Scan the lines below for "Result" and copy the matches.

───

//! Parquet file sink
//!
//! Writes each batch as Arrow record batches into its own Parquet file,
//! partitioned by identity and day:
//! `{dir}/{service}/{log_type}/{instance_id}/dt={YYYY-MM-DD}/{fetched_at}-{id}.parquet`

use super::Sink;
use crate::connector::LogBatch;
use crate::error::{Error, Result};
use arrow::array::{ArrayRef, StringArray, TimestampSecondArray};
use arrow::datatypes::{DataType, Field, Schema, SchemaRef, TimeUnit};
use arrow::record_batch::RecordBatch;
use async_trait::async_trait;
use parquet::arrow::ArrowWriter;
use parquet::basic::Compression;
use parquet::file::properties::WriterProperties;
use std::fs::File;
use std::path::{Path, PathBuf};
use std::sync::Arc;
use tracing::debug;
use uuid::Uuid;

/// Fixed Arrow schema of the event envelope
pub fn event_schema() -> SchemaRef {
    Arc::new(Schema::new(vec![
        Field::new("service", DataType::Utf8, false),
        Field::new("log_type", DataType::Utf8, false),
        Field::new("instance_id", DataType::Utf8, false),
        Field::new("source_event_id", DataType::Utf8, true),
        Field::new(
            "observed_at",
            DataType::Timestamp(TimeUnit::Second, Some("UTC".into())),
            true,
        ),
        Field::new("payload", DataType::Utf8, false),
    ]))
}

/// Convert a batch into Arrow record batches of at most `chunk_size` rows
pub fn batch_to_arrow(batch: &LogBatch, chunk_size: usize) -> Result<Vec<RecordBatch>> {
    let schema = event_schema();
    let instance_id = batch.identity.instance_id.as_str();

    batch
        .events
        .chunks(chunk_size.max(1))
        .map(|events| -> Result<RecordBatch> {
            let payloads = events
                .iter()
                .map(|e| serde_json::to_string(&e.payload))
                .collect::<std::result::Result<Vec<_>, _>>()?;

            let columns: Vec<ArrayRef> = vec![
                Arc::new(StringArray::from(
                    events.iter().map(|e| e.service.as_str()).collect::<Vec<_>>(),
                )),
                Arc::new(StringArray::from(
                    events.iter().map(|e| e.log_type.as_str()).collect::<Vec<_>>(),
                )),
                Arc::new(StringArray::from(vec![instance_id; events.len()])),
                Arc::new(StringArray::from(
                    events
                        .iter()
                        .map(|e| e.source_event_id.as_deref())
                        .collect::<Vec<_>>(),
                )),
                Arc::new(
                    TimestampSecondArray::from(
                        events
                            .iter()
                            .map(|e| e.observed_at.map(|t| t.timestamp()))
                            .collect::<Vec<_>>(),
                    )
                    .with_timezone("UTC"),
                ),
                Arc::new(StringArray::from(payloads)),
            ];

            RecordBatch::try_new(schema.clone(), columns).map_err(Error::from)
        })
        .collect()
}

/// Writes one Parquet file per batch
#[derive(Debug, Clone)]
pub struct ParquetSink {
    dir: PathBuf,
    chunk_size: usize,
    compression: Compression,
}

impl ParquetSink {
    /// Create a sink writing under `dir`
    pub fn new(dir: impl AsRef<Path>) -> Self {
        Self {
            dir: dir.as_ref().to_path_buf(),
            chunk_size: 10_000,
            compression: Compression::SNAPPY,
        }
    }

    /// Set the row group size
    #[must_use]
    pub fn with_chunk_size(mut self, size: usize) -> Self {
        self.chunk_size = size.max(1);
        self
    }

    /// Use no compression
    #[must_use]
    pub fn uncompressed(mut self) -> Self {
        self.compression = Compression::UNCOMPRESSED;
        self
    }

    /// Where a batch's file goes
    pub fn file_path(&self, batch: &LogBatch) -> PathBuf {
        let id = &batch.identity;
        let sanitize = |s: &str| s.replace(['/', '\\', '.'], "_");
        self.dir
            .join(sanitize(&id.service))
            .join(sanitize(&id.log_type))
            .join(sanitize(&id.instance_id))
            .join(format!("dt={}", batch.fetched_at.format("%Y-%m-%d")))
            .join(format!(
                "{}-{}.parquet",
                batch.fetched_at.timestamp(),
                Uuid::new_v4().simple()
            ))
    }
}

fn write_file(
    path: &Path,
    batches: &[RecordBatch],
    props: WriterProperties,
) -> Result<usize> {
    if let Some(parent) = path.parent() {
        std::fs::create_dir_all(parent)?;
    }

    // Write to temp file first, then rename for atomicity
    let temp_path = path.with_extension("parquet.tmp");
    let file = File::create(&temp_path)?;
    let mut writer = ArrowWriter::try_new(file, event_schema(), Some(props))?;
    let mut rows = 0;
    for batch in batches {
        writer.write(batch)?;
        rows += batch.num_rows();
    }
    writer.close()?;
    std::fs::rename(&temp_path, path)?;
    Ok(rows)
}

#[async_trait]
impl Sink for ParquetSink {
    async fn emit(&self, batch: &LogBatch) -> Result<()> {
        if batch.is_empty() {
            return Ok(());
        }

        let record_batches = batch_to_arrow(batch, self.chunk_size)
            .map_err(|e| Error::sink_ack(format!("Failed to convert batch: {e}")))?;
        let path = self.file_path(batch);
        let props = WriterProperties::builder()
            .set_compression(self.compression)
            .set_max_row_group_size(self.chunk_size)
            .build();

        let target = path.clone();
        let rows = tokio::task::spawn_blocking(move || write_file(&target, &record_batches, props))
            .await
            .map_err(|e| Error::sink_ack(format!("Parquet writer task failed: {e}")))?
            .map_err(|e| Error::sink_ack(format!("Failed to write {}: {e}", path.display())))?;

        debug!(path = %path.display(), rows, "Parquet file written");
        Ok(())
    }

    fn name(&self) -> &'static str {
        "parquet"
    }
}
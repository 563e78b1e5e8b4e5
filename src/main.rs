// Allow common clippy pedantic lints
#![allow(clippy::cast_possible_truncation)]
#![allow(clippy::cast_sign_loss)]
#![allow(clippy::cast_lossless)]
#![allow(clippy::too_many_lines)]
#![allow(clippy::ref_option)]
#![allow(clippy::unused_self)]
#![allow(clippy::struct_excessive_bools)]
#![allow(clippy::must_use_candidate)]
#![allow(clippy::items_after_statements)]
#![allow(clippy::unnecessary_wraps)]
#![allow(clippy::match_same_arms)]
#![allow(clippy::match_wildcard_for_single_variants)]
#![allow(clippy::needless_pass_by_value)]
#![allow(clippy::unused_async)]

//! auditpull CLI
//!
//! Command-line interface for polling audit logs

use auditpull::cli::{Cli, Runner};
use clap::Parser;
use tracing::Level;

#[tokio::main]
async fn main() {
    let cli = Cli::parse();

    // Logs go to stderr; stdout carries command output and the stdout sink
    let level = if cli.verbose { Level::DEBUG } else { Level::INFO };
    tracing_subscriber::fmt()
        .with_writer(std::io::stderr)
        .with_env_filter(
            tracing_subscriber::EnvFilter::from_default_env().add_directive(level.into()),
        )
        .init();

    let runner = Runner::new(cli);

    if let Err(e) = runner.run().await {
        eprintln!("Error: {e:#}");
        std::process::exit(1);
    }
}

───

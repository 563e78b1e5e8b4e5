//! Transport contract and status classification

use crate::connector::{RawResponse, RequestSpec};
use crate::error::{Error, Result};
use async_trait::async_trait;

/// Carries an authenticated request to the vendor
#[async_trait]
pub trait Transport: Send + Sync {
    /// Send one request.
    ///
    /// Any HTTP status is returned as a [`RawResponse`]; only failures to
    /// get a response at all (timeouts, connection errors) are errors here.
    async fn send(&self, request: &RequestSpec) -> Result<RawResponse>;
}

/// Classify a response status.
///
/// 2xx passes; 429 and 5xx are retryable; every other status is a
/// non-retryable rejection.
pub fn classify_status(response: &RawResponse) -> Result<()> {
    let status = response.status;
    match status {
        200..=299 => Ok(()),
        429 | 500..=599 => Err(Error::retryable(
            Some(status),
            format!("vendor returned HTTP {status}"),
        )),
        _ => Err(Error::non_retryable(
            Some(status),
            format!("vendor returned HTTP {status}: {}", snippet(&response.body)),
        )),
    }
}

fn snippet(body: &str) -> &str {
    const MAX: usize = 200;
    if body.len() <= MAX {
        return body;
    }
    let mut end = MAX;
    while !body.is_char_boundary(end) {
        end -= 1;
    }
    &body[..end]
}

───

:: RESPONSE ::
use crate::error::{Error, Result};
pub fn batch_to_arrow(batch: &LogBatch, chunk_size: usize) -> Result<Vec<RecordBatch>> {
        .map(|events| -> Result<RecordBatch> {
                .collect::<std::result::Result<Vec<_>, _>>()?;
) -> Result<usize> {
    async fn emit(&self, batch: &LogBatch) -> Result<()> {
use crate::error::{Error, Result};
    async fn send(&self, request: &RequestSpec) -> Result<RawResponse>;
pub fn classify_status(response: &RawResponse) -> Result<()> {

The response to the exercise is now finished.